## What needs to be done
The answer must be an exact copy of every record.

╭──

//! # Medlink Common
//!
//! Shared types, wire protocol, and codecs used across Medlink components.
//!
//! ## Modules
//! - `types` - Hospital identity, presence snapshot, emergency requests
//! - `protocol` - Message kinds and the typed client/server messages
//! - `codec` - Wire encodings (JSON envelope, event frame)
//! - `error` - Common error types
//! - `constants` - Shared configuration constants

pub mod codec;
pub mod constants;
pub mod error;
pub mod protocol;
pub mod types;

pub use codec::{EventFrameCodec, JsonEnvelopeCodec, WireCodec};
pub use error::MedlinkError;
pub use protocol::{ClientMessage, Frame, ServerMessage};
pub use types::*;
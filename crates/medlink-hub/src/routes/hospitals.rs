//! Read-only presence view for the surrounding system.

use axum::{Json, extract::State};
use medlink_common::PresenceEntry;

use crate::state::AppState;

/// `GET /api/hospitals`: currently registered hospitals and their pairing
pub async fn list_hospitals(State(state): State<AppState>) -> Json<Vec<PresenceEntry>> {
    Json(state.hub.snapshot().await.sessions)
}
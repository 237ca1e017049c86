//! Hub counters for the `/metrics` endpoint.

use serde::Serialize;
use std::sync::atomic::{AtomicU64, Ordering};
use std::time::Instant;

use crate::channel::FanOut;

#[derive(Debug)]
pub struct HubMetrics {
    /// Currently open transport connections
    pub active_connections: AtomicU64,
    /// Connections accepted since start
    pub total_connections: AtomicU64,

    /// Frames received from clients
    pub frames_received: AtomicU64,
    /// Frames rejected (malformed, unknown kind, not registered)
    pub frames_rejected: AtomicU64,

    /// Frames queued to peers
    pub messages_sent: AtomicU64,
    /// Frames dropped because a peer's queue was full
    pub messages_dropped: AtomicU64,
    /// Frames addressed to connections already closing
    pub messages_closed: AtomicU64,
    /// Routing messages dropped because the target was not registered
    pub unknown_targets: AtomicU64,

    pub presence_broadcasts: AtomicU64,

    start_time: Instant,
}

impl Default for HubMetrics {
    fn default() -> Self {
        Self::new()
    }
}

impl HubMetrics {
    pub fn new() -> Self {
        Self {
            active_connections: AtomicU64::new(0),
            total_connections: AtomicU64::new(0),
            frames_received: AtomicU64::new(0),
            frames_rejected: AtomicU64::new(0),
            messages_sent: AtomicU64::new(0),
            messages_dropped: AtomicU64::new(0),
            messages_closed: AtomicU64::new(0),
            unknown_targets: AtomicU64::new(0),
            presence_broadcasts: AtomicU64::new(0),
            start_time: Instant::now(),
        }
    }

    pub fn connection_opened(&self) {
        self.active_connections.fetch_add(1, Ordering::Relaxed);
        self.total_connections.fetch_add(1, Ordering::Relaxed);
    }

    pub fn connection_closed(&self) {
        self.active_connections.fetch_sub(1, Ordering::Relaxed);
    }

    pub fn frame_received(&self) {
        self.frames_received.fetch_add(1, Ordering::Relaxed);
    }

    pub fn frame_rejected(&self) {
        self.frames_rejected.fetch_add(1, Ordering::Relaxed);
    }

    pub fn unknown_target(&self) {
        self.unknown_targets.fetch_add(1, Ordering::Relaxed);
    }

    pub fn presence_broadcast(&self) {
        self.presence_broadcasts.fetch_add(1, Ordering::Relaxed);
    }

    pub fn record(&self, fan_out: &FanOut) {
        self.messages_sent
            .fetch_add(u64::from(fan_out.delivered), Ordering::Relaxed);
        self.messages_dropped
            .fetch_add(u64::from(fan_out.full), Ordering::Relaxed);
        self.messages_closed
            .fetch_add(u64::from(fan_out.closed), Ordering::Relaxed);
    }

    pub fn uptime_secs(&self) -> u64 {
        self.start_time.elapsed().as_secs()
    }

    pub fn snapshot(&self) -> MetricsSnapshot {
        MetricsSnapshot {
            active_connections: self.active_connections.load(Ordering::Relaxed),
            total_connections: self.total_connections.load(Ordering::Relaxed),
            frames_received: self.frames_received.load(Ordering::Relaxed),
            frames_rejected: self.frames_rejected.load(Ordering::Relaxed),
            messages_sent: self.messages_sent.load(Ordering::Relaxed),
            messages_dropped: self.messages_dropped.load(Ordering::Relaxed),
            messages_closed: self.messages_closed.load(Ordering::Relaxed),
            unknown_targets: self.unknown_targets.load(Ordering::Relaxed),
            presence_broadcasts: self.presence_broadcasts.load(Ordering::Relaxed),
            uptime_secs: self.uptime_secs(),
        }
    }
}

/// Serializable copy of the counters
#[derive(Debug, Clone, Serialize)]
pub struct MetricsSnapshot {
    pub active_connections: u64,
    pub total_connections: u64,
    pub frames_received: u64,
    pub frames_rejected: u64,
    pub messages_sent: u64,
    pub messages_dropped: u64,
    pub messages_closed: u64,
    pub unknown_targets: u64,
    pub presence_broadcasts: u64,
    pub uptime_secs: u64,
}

╰──

## Exercise answer
//! # Medlink Common
//!
//! Shared types, wire protocol, and codecs used across Medlink components.
//!
//! ## Modules
//! - `types` - Hospital identity, presence snapshot, emergency requests
//! - `protocol` - Message kinds and the typed client/server messages
//! - `codec` - Wire encodings (JSON envelope, event frame)
//! - `error` - Common error types
//! - `constants` - Shared configuration constants

pub mod codec;
pub mod constants;
pub mod error;
pub mod protocol;
pub mod types;

pub use codec::{EventFrameCodec, JsonEnvelopeCodec, WireCodec};
pub use error::MedlinkError;
pub use protocol::{ClientMessage, Frame, ServerMessage};
pub use types::*;
filename crates/medlink-hub/src/routes/hospitals.rs
//! Read-only presence view for the surrounding system.

use axum::{Json, extract::State};
use medlink_common::PresenceEntry;

use crate::state::AppState;

/// `GET /api/hospitals`: currently registered hospitals and their pairing
pub async fn list_hospitals(State(state): State<AppState>) -> Json<Vec<PresenceEntry>> {
    Json(state.hub.snapshot().await.sessions)
}
repository 237ca1e017049c86
//! Hub counters for the `/metrics` endpoint.

use serde::Serialize;
use std::sync::atomic::{AtomicU64, Ordering};
use std::time::Instant;

use crate::channel::FanOut;

#[derive(Debug)]
pub struct HubMetrics {
    /// Currently open transport connections
    pub active_connections: AtomicU64,
    /// Connections accepted since start
    pub total_connections: AtomicU64,

    /// Frames received from clients
    pub frames_received: AtomicU64,
    /// Frames rejected (malformed, unknown kind, not registered)
    pub frames_rejected: AtomicU64,

    /// Frames queued to peers
    pub messages_sent: AtomicU64,
    /// Frames dropped because a peer's queue was full
    pub messages_dropped: AtomicU64,
    /// Frames addressed to connections already closing
    pub messages_closed: AtomicU64,
    /// Routing messages dropped because the target was not registered
    pub unknown_targets: AtomicU64,

    pub presence_broadcasts: AtomicU64,

    start_time: Instant,
}

impl Default for HubMetrics {
    fn default() -> Self {
        Self::new()
    }
}

impl HubMetrics {
    pub fn new() -> Self {
        Self {
            active_connections: AtomicU64::new(0),
            total_connections: AtomicU64::new(0),
            frames_received: AtomicU64::new(0),
            frames_rejected: AtomicU64::new(0),
            messages_sent: AtomicU64::new(0),
            messages_dropped: AtomicU64::new(0),
            messages_closed: AtomicU64::new(0),
            unknown_targets: AtomicU64::new(0),
            presence_broadcasts: AtomicU64::new(0),
            start_time: Instant::now(),
        }
    }

    pub fn connection_opened(&self) {
        self.active_connections.fetch_add(1, Ordering::Relaxed);
        self.total_connections.fetch_add(1, Ordering::Relaxed);
    }

    pub fn connection_closed(&self) {
        self.active_connections.fetch_sub(1, Ordering::Relaxed);
    }

    pub fn frame_received(&self) {
        self.frames_received.fetch_add(1, Ordering::Relaxed);
    }

    pub fn frame_rejected(&self) {
        self.frames_rejected.fetch_add(1, Ordering::Relaxed);
    }

    pub fn unknown_target(&self) {
        self.unknown_targets.fetch_add(1, Ordering::Relaxed);
    }

    pub fn presence_broadcast(&self) {
        self.presence_broadcasts.fetch_add(1, Ordering::Relaxed);
    }

    pub fn record(&self, fan_out: &FanOut) {
        self.messages_sent
            .fetch_add(u64::from(fan_out.delivered), Ordering::Relaxed);
        self.messages_dropped
            .fetch_add(u64::from(fan_out.full), Ordering::Relaxed);
        self.messages_closed
            .fetch_add(u64::from(fan_out.closed), Ordering::Relaxed);
    }

    pub fn uptime_secs(&self) -> u64 {
        self.start_time.elapsed().as_secs()
    }

    pub fn snapshot(&self) -> MetricsSnapshot {
        MetricsSnapshot {
            active_connections: self.active_connections.load(Ordering::Relaxed),
            total_connections: self.total_connections.load(Ordering::Relaxed),
            frames_received: self.frames_received.load(Ordering::Relaxed),
            frames_rejected: self.frames_rejected.load(Ordering::Relaxed),
            messages_sent: self.messages_sent.load(Ordering::Relaxed),
            messages_dropped: self.messages_dropped.load(Ordering::Relaxed),
            messages_closed: self.messages_closed.load(Ordering::Relaxed),
            unknown_targets: self.unknown_targets.load(Ordering::Relaxed),
            presence_broadcasts: self.presence_broadcasts.load(Ordering::Relaxed),
            uptime_secs: self.uptime_secs(),
        }
    }
}

/// Serializable copy of the counters
#[derive(Debug, Clone, Serialize)]
pub struct MetricsSnapshot {
    pub active_connections: u64,
    pub total_connections: u64,
    pub frames_received: u64,
    pub frames_rejected: u64,
    pub messages_sent: u64,
    pub messages_dropped: u64,
    pub messages_closed: u64,
    pub unknown_targets: u64,
    pub presence_broadcasts: u64,
    pub uptime_secs: u64,
}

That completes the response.